Up to and including the line with "this type only", copy the records below exactly from their first line.

- Opening Delimiter -

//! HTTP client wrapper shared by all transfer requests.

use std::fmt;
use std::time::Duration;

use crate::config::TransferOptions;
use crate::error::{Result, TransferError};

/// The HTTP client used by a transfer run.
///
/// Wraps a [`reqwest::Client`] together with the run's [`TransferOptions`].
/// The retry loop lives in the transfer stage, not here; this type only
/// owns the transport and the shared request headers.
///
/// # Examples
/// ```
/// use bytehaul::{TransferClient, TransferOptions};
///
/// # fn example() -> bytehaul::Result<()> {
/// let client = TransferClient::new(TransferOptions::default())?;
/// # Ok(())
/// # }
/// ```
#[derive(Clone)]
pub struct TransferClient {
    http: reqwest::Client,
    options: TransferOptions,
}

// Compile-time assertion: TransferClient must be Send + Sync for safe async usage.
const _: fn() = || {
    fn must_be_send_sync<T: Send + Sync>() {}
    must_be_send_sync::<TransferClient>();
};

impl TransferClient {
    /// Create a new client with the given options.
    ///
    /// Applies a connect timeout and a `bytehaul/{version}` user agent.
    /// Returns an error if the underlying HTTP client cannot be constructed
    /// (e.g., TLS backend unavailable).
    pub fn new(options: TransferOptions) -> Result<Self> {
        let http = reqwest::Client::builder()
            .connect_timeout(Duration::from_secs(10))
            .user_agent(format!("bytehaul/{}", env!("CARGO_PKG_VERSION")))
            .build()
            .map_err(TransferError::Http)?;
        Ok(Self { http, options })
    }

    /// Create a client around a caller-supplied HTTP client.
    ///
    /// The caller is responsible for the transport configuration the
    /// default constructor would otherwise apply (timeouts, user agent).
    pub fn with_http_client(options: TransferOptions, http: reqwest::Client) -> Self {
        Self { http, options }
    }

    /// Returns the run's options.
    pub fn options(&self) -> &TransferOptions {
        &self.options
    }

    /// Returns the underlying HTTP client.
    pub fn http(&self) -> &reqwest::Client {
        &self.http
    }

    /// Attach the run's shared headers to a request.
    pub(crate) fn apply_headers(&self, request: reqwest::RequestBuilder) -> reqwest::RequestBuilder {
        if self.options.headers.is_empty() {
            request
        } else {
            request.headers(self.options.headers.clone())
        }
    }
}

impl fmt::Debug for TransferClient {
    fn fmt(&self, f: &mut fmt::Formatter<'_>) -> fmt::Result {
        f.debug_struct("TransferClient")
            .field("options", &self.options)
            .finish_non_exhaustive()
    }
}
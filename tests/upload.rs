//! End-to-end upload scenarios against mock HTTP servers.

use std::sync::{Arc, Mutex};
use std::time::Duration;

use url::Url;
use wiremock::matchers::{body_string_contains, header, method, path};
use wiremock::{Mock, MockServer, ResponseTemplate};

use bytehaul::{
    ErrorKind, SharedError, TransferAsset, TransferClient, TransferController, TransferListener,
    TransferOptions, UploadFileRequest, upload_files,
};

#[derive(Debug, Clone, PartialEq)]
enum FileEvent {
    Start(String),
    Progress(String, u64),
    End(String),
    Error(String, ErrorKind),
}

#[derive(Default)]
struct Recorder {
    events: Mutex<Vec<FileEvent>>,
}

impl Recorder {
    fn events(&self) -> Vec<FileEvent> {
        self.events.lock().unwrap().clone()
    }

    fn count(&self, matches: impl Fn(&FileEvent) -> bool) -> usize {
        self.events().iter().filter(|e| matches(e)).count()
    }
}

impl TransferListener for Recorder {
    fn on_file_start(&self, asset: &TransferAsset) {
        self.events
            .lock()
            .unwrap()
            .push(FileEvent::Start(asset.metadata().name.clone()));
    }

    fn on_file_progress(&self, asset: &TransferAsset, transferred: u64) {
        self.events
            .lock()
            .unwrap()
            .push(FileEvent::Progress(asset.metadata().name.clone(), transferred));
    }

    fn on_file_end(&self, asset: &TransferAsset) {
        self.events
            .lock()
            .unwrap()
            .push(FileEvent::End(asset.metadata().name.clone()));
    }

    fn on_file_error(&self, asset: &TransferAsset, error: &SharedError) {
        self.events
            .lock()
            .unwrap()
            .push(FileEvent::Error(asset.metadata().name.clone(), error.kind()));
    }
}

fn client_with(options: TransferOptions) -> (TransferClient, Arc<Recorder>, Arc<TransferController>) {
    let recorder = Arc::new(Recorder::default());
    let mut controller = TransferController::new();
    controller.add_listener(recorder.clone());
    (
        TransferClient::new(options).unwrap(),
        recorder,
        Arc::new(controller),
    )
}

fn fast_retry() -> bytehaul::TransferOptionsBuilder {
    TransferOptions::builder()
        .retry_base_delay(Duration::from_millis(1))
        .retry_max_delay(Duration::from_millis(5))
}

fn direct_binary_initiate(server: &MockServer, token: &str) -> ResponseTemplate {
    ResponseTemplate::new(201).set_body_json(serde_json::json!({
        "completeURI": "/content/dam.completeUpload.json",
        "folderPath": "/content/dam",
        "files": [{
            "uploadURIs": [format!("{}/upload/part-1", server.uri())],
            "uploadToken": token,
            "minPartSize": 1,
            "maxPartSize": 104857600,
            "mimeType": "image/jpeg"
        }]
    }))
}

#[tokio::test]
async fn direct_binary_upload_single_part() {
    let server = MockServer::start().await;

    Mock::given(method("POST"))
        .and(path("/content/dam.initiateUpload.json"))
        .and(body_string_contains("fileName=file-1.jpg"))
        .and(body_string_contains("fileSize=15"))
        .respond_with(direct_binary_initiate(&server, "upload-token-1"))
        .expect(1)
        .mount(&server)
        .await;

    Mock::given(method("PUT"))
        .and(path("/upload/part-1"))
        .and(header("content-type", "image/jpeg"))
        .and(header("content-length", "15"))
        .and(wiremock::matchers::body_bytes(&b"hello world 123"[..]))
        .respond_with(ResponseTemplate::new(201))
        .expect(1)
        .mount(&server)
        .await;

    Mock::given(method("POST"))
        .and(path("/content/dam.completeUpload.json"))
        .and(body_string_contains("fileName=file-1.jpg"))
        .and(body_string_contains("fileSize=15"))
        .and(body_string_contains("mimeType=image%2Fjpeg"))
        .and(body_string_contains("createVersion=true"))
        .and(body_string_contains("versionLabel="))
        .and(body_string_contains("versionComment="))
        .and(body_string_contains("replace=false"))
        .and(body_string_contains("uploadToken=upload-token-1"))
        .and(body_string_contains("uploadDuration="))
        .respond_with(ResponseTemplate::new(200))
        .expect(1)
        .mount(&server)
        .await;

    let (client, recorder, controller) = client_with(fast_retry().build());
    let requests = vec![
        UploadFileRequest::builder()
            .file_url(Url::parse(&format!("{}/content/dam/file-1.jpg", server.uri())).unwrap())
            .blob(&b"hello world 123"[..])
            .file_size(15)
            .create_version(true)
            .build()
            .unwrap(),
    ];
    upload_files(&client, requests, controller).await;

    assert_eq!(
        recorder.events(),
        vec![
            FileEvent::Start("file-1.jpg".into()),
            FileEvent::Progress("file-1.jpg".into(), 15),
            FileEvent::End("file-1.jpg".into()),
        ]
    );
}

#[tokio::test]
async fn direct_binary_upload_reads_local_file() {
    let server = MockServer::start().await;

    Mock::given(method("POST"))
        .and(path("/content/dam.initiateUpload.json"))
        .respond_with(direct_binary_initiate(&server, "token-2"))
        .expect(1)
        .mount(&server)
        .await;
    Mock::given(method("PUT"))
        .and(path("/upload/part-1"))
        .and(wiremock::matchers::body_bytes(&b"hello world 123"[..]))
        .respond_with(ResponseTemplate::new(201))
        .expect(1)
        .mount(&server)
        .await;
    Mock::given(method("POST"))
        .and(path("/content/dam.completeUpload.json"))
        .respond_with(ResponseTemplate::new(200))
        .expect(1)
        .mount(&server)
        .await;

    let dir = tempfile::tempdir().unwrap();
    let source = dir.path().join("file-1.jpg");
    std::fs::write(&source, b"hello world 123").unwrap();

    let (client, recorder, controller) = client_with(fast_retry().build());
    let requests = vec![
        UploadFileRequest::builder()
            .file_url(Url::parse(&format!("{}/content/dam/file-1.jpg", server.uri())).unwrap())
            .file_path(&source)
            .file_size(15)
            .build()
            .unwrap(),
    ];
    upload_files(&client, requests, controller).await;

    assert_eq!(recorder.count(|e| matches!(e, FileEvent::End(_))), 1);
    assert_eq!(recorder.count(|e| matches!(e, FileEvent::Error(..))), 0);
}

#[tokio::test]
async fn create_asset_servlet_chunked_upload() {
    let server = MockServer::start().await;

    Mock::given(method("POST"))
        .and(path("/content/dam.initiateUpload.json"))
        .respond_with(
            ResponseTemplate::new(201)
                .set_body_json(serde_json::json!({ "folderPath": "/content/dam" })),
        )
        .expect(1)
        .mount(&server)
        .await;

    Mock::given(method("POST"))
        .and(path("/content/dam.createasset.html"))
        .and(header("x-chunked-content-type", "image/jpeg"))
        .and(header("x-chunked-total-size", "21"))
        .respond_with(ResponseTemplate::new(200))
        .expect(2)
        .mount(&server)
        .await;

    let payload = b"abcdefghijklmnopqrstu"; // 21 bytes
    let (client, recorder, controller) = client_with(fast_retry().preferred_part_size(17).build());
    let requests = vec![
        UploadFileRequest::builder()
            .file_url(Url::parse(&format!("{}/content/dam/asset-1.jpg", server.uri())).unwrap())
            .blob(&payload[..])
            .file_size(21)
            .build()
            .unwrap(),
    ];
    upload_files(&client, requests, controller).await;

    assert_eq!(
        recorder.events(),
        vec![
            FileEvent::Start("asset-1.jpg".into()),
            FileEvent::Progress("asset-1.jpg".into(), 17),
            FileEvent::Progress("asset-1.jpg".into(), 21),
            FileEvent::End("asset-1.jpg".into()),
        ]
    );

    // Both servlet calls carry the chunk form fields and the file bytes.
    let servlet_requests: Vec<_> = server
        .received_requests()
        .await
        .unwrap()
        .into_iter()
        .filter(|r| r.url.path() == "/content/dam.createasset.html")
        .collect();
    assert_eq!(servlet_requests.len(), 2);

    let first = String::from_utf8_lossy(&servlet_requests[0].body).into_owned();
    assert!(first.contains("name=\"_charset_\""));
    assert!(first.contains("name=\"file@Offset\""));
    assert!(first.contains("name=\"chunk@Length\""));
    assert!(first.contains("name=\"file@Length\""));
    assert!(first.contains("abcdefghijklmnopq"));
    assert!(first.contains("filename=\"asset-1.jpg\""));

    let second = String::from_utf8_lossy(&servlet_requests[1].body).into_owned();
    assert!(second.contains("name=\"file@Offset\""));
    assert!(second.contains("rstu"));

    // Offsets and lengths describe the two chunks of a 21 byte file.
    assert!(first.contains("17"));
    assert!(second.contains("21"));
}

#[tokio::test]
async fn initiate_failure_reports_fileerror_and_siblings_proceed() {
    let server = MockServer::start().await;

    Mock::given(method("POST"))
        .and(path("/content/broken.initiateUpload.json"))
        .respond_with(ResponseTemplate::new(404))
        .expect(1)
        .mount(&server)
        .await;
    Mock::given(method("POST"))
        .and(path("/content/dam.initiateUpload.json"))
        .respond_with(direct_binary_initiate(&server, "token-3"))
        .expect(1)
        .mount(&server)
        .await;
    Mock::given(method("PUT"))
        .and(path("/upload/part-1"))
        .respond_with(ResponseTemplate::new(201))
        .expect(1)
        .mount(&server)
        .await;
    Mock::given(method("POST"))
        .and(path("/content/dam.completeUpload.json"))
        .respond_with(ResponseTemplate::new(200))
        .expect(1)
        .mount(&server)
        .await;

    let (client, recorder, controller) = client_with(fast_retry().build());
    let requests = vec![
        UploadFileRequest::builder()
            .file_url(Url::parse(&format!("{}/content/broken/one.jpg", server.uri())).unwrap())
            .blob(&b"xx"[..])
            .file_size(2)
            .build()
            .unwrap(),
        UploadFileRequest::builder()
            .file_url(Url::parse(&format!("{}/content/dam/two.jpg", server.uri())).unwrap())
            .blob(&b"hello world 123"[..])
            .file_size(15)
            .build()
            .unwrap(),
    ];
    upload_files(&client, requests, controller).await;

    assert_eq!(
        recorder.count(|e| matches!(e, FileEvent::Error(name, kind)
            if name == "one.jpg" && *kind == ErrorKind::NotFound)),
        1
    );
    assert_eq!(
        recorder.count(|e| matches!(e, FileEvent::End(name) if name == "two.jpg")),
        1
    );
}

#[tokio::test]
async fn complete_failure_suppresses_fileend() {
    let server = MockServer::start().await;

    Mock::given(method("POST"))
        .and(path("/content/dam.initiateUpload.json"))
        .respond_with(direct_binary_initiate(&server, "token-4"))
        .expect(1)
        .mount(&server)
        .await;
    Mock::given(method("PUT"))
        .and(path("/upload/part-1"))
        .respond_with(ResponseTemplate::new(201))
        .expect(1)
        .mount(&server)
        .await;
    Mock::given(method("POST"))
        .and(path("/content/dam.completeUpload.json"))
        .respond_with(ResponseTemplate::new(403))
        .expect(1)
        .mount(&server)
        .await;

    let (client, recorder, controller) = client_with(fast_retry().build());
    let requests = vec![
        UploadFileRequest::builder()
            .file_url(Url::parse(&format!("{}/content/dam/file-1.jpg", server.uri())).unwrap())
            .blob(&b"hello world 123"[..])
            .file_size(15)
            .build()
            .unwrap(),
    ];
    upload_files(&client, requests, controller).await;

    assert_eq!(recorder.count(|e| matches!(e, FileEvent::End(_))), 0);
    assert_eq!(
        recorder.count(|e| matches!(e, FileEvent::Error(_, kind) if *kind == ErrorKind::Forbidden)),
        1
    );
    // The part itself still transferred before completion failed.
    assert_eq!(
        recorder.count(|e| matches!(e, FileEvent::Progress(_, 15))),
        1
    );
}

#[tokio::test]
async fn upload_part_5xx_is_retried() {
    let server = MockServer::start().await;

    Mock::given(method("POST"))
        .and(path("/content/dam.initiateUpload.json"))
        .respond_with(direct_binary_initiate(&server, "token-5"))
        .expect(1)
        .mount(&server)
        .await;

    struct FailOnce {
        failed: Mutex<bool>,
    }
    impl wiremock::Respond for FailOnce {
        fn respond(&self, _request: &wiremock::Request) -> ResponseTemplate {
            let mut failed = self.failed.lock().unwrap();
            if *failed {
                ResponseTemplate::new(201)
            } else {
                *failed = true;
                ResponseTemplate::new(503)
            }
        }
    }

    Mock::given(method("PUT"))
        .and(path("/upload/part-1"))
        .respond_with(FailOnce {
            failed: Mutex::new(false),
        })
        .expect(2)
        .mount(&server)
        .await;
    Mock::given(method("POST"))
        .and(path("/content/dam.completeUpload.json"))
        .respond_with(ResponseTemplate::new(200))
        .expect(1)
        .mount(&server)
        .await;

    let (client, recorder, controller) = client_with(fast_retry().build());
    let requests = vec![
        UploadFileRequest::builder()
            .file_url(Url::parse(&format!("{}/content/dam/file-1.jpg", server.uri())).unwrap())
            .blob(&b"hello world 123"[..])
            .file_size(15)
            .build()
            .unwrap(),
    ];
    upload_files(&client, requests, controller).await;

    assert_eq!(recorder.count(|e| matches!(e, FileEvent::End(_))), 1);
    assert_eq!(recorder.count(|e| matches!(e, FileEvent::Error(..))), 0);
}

- Closing Delimiter -

> _ANSWER TO THIS TASK_
//! HTTP client wrapper shared by all transfer requests.

use std::fmt;
use std::time::Duration;

use crate::config::TransferOptions;
use crate::error::{Result, TransferError};

/// The HTTP client used by a transfer run.
///
/// Wraps a [`reqwest::Client`] together with the run's [`TransferOptions`].
/// The retry loop lives in the transfer stage, not here; this type only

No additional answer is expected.